» **TASK PROMPT**
Print the data that follows exactly as it stands, from its first line through the line containing "pub enum Host", and stop there.

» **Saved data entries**
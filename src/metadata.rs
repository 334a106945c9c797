//! Request metadata: everything needed to dispatch a single call.

use crate::codec;
use crate::content::ImageFormat;
use crate::Result;
use http::{HeaderMap, HeaderName, HeaderValue, Method};
use serde::Serialize;
use std::collections::BTreeMap;

/// Which of the two platform hosts a request targets.
#[derive(Debug, Clone, Copy, PartialEq, Eq, Default)]
pub enum Host {
    /// The JSON API host (`api.line.me`).
    #[default]
    Api,
    /// The content-serving host (`api-data.line.me`).
    Data,
}

/// The body attached to a request.
#[derive(Debug, Clone, Default, PartialEq)]
pub enum RequestBody {
    #[default]
    None,
    /// Pre-encoded JSON, sent as `application/json; charset=utf-8`.
    Json(Vec<u8>),
    /// Raw image bytes, sent with the format's own content type.
    Image { format: ImageFormat, bytes: Vec<u8> },
}

/// Metadata for an individual request.
#[derive(Debug, Clone)]
pub struct RequestMetadata {
    /// The HTTP method.
    pub method: Method,

    /// The request path, also used to identify the call in errors.
    pub path: String,

    /// The host the path is resolved against.
    pub host: Host,

    /// Additional headers for this request.
    pub headers: HeaderMap,

    /// Query parameters, encoded in key order.
    pub query_params: BTreeMap<String, String>,

    /// The request body.
    pub body: RequestBody,
}

impl RequestMetadata {
    /// Creates a new `RequestMetadata` for the API host with no body.
    pub fn new(method: Method, path: impl Into<String>) -> Self {
        Self {
            method,
            path: path.into(),
            host: Host::Api,
            headers: HeaderMap::new(),
            query_params: BTreeMap::new(),
            body: RequestBody::None,
        }
    }

    /// Targets the content-serving host instead of the API host.
    pub fn on_data_host(mut self) -> Self {
        self.host = Host::Data;
        self
    }

    /// Adds a header to the request.
    ///
    /// # Errors
    ///
    /// Returns an error if the header name or value is invalid.
    pub fn with_header(mut self, name: impl AsRef<str>, value: impl AsRef<str>) -> Result<Self> {
        let name = HeaderName::try_from(name.as_ref())
            .map_err(|e| crate::Error::ConfigurationError(format!("Invalid header name: {}", e)))?;
        let value = HeaderValue::try_from(value.as_ref())
            .map_err(|e| crate::Error::ConfigurationError(format!("Invalid header value: {}", e)))?;
        self.headers.insert(name, value);
        Ok(self)
    }

    /// Adds a query parameter to the request.
    pub fn with_query_param(mut self, key: impl Into<String>, value: impl ToString) -> Self {
        self.query_params.insert(key.into(), value.to_string());
        self
    }

    /// Adds multiple query parameters to the request.
    pub fn with_query_params(
        mut self,
        params: impl IntoIterator<Item = (String, String)>,
    ) -> Self {
        self.query_params.extend(params);
        self
    }

    /// Attaches a JSON body.
    ///
    /// # Errors
    ///
    /// Returns [`crate::Error::SerializationFailed`] if `body` cannot be encoded.
    pub fn with_json<T: Serialize + ?Sized>(mut self, body: &T) -> Result<Self> {
        self.body = RequestBody::Json(codec::encode_body(&self.path, body)?);
        Ok(self)
    }

    /// Attaches a raw image body.
    ///
    /// # Errors
    ///
    /// Returns [`crate::Error::UnsupportedImageFormat`] unless `format` is
    /// `"jpeg"` or `"png"`.
    pub fn with_image(mut self, format: &str, bytes: Vec<u8>) -> Result<Self> {
        let format = ImageFormat::for_path(&self.path, format)?;
        self.body = RequestBody::Image { format, bytes };
        Ok(self)
    }

    /// Returns the path with its encoded query string appended.
    pub fn path_and_query(&self) -> String {
        format!("{}{}", self.path, codec::encode_query(&self.query_params))
    }
}

impl Default for RequestMetadata {
    fn default() -> Self {
        Self::new(Method::GET, "")
    }
}

#[cfg(test)]
mod tests {
    use super::*;
    use crate::Error;

    #[test]
    fn test_path_and_query() {
        let metadata = RequestMetadata::new(Method::GET, "/v2/bot/group/G1/members/ids")
            .with_query_param("start", "abc def");
        assert_eq!(
            metadata.path_and_query(),
            "/v2/bot/group/G1/members/ids?start=abc%20def"
        );

        let metadata = RequestMetadata::new(Method::GET, "/v2/bot/info");
        assert_eq!(metadata.path_and_query(), "/v2/bot/info");
    }

    #[test]
    fn test_with_json_encodes_body() {
        let metadata = RequestMetadata::new(Method::POST, "/p")
            .with_json(&serde_json::json!({"a": 1}))
            .unwrap();
        assert_eq!(metadata.body, RequestBody::Json(br#"{"a":1}"#.to_vec()));
    }

    #[test]
    fn test_with_image_rejects_unsupported_format() {
        let err = RequestMetadata::new(Method::POST, "/v2/bot/richmenu/r1/content")
            .with_image("bmp", vec![0x42, 0x4d])
            .unwrap_err();
        assert!(matches!(err, Error::UnsupportedImageFormat { .. }));
        assert_eq!(err.path(), Some("/v2/bot/richmenu/r1/content"));
    }

    #[test]
    fn test_data_host() {
        let metadata = RequestMetadata::new(Method::GET, "/p");
        assert_eq!(metadata.host, Host::Api);
        assert_eq!(metadata.on_data_host().host, Host::Data);
    }
}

» **TASK RESPONSE**
filename src/metadata.rs
repository 334a106945c9c797
//! Request metadata: everything needed to dispatch a single call.

use crate::codec;
use crate::content::ImageFormat;
use crate::Result;
use http::{HeaderMap, HeaderName, HeaderValue, Method};
use serde::Serialize;
use std::collections::BTreeMap;

/// Which of the two platform hosts a request targets.
#[derive(Debug, Clone, Copy, PartialEq, Eq, Default)]
pub enum Host {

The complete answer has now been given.